(Beginning of Given information)
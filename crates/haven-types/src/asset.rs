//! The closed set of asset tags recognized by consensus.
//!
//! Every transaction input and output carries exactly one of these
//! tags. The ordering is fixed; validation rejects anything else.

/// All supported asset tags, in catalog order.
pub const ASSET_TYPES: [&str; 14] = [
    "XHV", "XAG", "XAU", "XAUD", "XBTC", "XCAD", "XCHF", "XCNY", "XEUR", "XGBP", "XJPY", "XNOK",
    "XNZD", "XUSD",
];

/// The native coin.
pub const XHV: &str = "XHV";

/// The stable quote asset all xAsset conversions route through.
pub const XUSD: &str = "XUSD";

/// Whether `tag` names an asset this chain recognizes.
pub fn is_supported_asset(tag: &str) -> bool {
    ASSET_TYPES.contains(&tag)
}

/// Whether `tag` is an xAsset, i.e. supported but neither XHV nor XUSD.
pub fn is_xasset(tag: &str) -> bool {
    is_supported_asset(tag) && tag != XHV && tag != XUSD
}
(End of Given information)
(Beginning of Given information)
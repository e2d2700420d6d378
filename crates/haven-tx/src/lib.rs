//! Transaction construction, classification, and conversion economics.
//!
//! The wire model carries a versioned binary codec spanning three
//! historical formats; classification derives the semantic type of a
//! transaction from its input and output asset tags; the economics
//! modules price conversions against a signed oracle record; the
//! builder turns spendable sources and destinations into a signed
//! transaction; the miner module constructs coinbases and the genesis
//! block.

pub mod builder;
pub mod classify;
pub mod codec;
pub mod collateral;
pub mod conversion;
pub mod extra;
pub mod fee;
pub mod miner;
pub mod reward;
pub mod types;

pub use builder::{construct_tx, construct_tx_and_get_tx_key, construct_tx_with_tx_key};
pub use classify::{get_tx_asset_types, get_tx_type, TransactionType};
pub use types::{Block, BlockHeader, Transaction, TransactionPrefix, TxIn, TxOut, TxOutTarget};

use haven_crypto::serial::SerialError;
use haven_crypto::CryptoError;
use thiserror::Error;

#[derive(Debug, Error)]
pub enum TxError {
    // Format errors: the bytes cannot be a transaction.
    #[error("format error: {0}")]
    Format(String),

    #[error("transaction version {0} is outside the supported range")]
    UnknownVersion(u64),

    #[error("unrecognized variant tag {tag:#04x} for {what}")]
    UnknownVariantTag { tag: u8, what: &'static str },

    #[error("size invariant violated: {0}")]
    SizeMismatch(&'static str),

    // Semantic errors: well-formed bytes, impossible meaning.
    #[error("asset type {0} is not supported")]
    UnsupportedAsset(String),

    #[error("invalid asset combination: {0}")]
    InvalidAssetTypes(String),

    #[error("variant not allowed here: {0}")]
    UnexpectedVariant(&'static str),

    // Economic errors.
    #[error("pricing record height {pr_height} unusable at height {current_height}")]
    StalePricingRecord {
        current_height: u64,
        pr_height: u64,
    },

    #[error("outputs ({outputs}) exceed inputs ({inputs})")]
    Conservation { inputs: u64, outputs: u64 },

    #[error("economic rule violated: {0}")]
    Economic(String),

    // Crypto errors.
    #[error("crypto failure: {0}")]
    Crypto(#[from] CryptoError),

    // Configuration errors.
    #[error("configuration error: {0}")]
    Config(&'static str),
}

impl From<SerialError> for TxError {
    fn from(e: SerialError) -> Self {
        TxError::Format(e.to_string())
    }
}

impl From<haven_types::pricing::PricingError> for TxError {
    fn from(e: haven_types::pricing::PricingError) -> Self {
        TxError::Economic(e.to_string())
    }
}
(End of Given information)
(Beginning of Given information)
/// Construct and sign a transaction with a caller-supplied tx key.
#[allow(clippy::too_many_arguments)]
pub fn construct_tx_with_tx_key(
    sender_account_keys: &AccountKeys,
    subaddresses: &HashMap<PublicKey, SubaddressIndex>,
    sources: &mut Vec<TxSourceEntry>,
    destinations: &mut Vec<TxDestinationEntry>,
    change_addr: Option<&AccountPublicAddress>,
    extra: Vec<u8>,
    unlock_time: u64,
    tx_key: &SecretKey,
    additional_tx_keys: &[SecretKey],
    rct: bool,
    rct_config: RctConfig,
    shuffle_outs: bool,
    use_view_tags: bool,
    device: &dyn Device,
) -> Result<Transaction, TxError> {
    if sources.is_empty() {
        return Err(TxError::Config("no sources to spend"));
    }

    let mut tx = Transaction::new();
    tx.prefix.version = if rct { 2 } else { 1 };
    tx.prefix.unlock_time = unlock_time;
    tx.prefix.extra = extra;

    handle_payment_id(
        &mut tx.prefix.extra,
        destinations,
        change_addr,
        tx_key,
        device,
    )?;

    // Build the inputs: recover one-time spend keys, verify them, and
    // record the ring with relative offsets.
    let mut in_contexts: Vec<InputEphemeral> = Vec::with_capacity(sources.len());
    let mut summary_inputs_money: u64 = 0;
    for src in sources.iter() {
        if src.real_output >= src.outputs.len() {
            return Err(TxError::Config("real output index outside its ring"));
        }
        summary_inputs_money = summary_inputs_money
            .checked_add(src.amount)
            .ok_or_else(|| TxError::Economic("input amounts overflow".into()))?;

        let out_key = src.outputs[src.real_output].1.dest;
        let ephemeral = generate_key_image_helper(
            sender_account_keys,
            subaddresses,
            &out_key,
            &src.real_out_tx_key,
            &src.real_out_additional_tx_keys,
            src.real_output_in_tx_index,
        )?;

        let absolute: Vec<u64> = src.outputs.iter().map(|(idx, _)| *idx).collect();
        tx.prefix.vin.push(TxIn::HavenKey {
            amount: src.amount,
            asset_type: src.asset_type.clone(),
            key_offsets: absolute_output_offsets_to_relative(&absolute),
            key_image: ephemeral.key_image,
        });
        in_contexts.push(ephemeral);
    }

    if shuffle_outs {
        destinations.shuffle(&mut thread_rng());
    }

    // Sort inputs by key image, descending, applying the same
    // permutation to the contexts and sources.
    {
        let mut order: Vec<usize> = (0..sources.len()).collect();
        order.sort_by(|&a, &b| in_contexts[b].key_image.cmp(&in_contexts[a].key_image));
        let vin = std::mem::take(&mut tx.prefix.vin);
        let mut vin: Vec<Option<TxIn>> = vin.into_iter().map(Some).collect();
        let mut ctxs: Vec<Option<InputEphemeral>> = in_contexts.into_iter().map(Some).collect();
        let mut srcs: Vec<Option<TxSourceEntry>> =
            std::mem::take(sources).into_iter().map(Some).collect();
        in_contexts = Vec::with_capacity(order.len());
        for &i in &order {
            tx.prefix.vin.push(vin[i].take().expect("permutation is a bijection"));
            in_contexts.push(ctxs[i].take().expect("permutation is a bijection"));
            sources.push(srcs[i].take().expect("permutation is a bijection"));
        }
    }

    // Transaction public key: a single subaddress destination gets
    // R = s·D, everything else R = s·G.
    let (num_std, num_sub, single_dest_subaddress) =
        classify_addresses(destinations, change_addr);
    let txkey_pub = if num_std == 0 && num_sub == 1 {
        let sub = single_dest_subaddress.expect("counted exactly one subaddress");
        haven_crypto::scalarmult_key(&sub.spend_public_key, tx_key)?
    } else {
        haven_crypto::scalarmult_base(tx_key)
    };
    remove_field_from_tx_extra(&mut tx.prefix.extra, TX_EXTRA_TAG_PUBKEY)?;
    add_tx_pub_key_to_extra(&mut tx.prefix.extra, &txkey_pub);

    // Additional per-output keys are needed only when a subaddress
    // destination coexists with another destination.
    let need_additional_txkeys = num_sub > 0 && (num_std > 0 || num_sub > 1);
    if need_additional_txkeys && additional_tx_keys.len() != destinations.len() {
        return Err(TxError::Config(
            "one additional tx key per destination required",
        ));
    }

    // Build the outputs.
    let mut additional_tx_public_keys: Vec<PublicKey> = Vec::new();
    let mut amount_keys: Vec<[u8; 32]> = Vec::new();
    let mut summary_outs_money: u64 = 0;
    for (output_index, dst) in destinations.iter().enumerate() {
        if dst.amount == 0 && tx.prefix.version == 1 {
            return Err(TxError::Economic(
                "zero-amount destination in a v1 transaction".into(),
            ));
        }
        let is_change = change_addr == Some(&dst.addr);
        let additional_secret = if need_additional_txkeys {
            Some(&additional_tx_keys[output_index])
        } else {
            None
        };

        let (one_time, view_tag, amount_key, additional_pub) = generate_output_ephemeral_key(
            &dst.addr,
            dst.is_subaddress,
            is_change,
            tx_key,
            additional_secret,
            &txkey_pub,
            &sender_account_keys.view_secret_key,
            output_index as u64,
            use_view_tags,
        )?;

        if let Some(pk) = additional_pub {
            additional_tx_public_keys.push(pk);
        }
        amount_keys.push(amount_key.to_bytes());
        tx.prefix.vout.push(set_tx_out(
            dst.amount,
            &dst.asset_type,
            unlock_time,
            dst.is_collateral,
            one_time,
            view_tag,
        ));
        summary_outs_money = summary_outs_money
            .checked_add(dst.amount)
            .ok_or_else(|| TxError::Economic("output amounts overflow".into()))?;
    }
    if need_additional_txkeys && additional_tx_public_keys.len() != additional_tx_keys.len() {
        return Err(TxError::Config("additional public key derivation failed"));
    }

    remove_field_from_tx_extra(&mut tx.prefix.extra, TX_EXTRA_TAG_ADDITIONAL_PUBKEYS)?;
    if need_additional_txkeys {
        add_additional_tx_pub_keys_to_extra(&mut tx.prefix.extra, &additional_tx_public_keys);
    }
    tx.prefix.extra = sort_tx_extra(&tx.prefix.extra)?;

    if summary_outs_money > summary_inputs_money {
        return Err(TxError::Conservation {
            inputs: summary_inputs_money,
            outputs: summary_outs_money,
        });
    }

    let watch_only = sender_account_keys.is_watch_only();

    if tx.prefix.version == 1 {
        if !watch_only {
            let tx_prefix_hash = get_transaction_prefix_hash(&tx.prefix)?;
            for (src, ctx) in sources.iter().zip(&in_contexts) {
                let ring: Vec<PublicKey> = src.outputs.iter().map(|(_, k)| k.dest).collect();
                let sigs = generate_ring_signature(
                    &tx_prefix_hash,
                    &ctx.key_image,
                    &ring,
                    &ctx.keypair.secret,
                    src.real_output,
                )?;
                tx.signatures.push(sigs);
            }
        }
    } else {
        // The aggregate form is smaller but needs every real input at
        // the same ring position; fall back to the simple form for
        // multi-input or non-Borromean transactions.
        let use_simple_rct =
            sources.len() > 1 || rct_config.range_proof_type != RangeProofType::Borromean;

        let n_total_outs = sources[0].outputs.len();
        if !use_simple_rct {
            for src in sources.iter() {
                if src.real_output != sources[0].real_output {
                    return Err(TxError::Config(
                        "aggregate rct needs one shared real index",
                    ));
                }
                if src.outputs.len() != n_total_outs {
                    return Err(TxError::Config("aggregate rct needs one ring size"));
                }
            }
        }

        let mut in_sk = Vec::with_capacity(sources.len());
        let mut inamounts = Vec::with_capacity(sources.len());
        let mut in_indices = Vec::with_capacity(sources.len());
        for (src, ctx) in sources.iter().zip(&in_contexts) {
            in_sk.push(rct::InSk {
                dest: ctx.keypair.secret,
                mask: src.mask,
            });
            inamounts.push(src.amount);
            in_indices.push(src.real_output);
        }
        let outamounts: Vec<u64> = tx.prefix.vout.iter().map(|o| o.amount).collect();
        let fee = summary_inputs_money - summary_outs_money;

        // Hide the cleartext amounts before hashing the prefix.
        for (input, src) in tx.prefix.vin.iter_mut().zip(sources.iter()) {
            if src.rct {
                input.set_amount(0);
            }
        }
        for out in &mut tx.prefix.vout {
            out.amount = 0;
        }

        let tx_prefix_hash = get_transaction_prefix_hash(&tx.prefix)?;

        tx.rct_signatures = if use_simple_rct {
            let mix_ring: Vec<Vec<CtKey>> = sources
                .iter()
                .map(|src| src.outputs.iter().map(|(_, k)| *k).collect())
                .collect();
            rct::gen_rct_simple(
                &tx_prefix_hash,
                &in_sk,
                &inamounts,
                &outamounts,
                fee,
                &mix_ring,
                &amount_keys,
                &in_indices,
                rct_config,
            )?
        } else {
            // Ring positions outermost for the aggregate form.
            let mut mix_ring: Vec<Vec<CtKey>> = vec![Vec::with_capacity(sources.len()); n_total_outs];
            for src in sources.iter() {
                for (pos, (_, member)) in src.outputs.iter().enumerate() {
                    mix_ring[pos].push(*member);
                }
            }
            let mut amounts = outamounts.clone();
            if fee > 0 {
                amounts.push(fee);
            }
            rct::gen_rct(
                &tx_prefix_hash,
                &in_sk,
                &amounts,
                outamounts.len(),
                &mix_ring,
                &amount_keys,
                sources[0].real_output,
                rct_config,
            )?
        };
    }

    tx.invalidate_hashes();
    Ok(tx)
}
(End of Given information)
**Problem**
Lines wanted from the listing above: the line with "filename crates/haven-types/src/asset.rs" up to and including the line with "rejects anything else.". Please write them out exactly, adding nothing else.

**Task answer**
filename crates/haven-types/src/asset.rs
//! The closed set of asset tags recognized by consensus.
//!
//! Every transaction input and output carries exactly one of these
//! tags. The ordering is fixed; validation rejects anything else.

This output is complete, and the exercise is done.